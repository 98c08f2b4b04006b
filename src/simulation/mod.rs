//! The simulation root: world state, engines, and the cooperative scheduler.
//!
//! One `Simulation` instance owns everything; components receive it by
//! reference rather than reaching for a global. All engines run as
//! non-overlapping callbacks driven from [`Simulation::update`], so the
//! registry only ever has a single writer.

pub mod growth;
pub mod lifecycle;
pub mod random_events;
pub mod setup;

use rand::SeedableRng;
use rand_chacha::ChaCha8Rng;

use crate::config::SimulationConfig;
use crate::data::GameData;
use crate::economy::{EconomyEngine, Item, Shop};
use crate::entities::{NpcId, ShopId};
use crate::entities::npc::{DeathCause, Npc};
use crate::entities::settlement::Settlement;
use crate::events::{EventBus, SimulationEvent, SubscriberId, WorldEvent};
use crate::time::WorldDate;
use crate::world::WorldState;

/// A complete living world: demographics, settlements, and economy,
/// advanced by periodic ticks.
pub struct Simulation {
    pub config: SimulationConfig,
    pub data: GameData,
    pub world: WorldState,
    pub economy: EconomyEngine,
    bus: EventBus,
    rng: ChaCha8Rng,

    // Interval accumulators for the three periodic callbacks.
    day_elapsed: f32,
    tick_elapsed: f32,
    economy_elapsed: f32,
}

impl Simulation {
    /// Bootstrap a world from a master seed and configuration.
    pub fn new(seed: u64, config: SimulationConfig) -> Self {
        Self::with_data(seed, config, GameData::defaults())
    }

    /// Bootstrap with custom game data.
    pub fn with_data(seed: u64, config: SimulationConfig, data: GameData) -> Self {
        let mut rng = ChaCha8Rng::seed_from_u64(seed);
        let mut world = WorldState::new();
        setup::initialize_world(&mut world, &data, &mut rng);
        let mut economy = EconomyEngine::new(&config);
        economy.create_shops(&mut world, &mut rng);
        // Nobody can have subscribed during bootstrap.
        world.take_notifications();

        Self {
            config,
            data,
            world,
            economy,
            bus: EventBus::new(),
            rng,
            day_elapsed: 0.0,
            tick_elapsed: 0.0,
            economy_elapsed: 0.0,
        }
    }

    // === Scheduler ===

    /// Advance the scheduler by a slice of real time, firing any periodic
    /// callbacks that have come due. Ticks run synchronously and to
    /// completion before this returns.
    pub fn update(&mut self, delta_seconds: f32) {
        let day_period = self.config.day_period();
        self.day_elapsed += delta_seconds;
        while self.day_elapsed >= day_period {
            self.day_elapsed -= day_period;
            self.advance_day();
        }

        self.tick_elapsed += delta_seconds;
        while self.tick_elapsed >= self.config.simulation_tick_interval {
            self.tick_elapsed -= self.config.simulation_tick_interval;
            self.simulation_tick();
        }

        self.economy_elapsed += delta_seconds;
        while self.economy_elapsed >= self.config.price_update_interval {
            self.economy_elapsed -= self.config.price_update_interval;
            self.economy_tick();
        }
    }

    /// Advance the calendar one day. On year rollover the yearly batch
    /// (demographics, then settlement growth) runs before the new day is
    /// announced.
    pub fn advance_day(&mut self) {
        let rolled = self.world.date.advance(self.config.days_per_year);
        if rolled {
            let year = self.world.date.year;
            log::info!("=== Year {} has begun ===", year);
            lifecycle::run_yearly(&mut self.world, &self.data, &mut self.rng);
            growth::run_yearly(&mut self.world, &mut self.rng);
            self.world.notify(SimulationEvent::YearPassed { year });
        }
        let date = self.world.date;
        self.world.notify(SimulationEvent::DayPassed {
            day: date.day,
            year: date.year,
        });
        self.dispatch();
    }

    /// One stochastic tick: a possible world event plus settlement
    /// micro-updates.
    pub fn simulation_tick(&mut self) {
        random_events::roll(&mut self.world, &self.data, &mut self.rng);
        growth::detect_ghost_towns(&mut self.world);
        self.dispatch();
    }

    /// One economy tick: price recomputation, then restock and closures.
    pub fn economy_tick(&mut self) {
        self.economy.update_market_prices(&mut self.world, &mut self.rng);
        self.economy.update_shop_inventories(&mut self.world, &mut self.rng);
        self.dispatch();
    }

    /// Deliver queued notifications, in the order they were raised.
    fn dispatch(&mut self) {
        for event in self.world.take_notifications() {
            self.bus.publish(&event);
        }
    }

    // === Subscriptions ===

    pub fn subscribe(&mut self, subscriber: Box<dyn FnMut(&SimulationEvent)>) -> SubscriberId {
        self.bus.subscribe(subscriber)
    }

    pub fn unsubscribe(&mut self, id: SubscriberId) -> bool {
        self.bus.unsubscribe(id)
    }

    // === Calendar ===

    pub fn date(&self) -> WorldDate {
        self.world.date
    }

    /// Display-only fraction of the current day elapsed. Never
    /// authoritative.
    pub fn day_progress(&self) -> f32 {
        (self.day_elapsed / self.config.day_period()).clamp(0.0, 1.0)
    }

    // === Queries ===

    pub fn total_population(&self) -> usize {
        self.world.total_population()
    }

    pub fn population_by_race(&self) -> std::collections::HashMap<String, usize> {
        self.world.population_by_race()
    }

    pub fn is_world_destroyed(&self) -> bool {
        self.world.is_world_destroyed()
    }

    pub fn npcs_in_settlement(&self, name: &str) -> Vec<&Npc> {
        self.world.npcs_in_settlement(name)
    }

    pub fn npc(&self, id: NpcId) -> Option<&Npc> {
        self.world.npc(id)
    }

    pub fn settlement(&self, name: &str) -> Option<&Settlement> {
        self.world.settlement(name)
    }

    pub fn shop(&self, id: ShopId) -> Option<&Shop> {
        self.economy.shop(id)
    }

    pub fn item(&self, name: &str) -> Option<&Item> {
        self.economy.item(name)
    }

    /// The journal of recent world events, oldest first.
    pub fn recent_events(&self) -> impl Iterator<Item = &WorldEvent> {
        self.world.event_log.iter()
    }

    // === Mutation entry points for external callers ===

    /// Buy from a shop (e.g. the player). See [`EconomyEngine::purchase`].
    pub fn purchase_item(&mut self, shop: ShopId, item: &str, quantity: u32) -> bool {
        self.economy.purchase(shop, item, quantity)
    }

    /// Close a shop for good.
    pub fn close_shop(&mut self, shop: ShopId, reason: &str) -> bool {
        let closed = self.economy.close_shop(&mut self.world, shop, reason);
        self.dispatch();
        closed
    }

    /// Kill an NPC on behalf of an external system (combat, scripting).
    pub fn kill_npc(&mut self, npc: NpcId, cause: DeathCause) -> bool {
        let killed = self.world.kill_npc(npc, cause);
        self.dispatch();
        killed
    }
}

- Assigned task
Starting at the top of the records, copy every line exactly.

- Result
repository 98c08f2b4b04006b
filename src/simulation/mod.rs
//! The simulation root: world state, engines, and the cooperative scheduler.
//!
//! One `Simulation` instance owns everything; components receive it by
//! reference rather than reaching for a global. All engines run as
//! non-overlapping callbacks driven from [`Simulation::update`], so the
//! registry only ever has a single writer.

pub mod growth;
pub mod lifecycle;
pub mod random_events;
pub mod setup;

use rand::SeedableRng;
use rand_chacha::ChaCha8Rng;

use crate::config::SimulationConfig;
use crate::data::GameData;
use crate::economy::{EconomyEngine, Item, Shop};
use crate::entities::{NpcId, ShopId};
use crate::entities::npc::{DeathCause, Npc};
use crate::entities::settlement::Settlement;
use crate::events::{EventBus, SimulationEvent, SubscriberId, WorldEvent};
use crate::time::WorldDate;
use crate::world::WorldState;

/// A complete living world: demographics, settlements, and economy,
/// advanced by periodic ticks.
pub struct Simulation {
    pub config: SimulationConfig,
    pub data: GameData,
    pub world: WorldState,
    pub economy: EconomyEngine,
    bus: EventBus,
    rng: ChaCha8Rng,

    // Interval accumulators for the three periodic callbacks.
    day_elapsed: f32,
    tick_elapsed: f32,
    economy_elapsed: f32,
}

impl Simulation {
    /// Bootstrap a world from a master seed and configuration.
    pub fn new(seed: u64, config: SimulationConfig) -> Self {
        Self::with_data(seed, config, GameData::defaults())
    }

    /// Bootstrap with custom game data.
    pub fn with_data(seed: u64, config: SimulationConfig, data: GameData) -> Self {
        let mut rng = ChaCha8Rng::seed_from_u64(seed);
        let mut world = WorldState::new();
        setup::initialize_world(&mut world, &data, &mut rng);
        let mut economy = EconomyEngine::new(&config);
        economy.create_shops(&mut world, &mut rng);
        // Nobody can have subscribed during bootstrap.
        world.take_notifications();

        Self {
            config,
            data,
            world,
            economy,
            bus: EventBus::new(),
            rng,
            day_elapsed: 0.0,
            tick_elapsed: 0.0,
            economy_elapsed: 0.0,
        }
    }

    // === Scheduler ===

    /// Advance the scheduler by a slice of real time, firing any periodic
    /// callbacks that have come due. Ticks run synchronously and to
    /// completion before this returns.
    pub fn update(&mut self, delta_seconds: f32) {
        let day_period = self.config.day_period();
        self.day_elapsed += delta_seconds;
        while self.day_elapsed >= day_period {
            self.day_elapsed -= day_period;
            self.advance_day();
        }

        self.tick_elapsed += delta_seconds;
        while self.tick_elapsed >= self.config.simulation_tick_interval {
            self.tick_elapsed -= self.config.simulation_tick_interval;
            self.simulation_tick();
        }

        self.economy_elapsed += delta_seconds;
        while self.economy_elapsed >= self.config.price_update_interval {
            self.economy_elapsed -= self.config.price_update_interval;
            self.economy_tick();
        }
    }

    /// Advance the calendar one day. On year rollover the yearly batch
    /// (demographics, then settlement growth) runs before the new day is
    /// announced.
    pub fn advance_day(&mut self) {
        let rolled = self.world.date.advance(self.config.days_per_year);
        if rolled {
            let year = self.world.date.year;
            log::info!("=== Year {} has begun ===", year);
            lifecycle::run_yearly(&mut self.world, &self.data, &mut self.rng);
            growth::run_yearly(&mut self.world, &mut self.rng);
            self.world.notify(SimulationEvent::YearPassed { year });
        }
        let date = self.world.date;
        self.world.notify(SimulationEvent::DayPassed {
            day: date.day,
            year: date.year,
        });
        self.dispatch();
    }

    /// One stochastic tick: a possible world event plus settlement
    /// micro-updates.
    pub fn simulation_tick(&mut self) {
        random_events::roll(&mut self.world, &self.data, &mut self.rng);
        growth::detect_ghost_towns(&mut self.world);
        self.dispatch();
    }

    /// One economy tick: price recomputation, then restock and closures.
    pub fn economy_tick(&mut self) {
        self.economy.update_market_prices(&mut self.world, &mut self.rng);
        self.economy.update_shop_inventories(&mut self.world, &mut self.rng);
        self.dispatch();
    }

    /// Deliver queued notifications, in the order they were raised.
    fn dispatch(&mut self) {
        for event in self.world.take_notifications() {
            self.bus.publish(&event);
        }
    }

    // === Subscriptions ===

    pub fn subscribe(&mut self, subscriber: Box<dyn FnMut(&SimulationEvent)>) -> SubscriberId {
        self.bus.subscribe(subscriber)
    }

    pub fn unsubscribe(&mut self, id: SubscriberId) -> bool {
        self.bus.unsubscribe(id)
    }

    // === Calendar ===

    pub fn date(&self) -> WorldDate {
        self.world.date
    }

    /// Display-only fraction of the current day elapsed. Never
    /// authoritative.
    pub fn day_progress(&self) -> f32 {
        (self.day_elapsed / self.config.day_period()).clamp(0.0, 1.0)
    }

    // === Queries ===

    pub fn total_population(&self) -> usize {
        self.world.total_population()
    }

    pub fn population_by_race(&self) -> std::collections::HashMap<String, usize> {
        self.world.population_by_race()
    }

    pub fn is_world_destroyed(&self) -> bool {
        self.world.is_world_destroyed()
    }

    pub fn npcs_in_settlement(&self, name: &str) -> Vec<&Npc> {
        self.world.npcs_in_settlement(name)
    }

    pub fn npc(&self, id: NpcId) -> Option<&Npc> {
        self.world.npc(id)
    }

    pub fn settlement(&self, name: &str) -> Option<&Settlement> {
        self.world.settlement(name)
    }

    pub fn shop(&self, id: ShopId) -> Option<&Shop> {
        self.economy.shop(id)
    }

    pub fn item(&self, name: &str) -> Option<&Item> {
        self.economy.item(name)
    }

    /// The journal of recent world events, oldest first.
    pub fn recent_events(&self) -> impl Iterator<Item = &WorldEvent> {
        self.world.event_log.iter()
    }

    // === Mutation entry points for external callers ===

    /// Buy from a shop (e.g. the player). See [`EconomyEngine::purchase`].
    pub fn purchase_item(&mut self, shop: ShopId, item: &str, quantity: u32) -> bool {
        self.economy.purchase(shop, item, quantity)
    }

    /// Close a shop for good.
    pub fn close_shop(&mut self, shop: ShopId, reason: &str) -> bool {
        let closed = self.economy.close_shop(&mut self.world, shop, reason);
        self.dispatch();
        closed
    }

    /// Kill an NPC on behalf of an external system (combat, scripting).
    pub fn kill_npc(&mut self, npc: NpcId, cause: DeathCause) -> bool {
        let killed = self.world.kill_npc(npc, cause);
        self.dispatch();
        killed
    }
}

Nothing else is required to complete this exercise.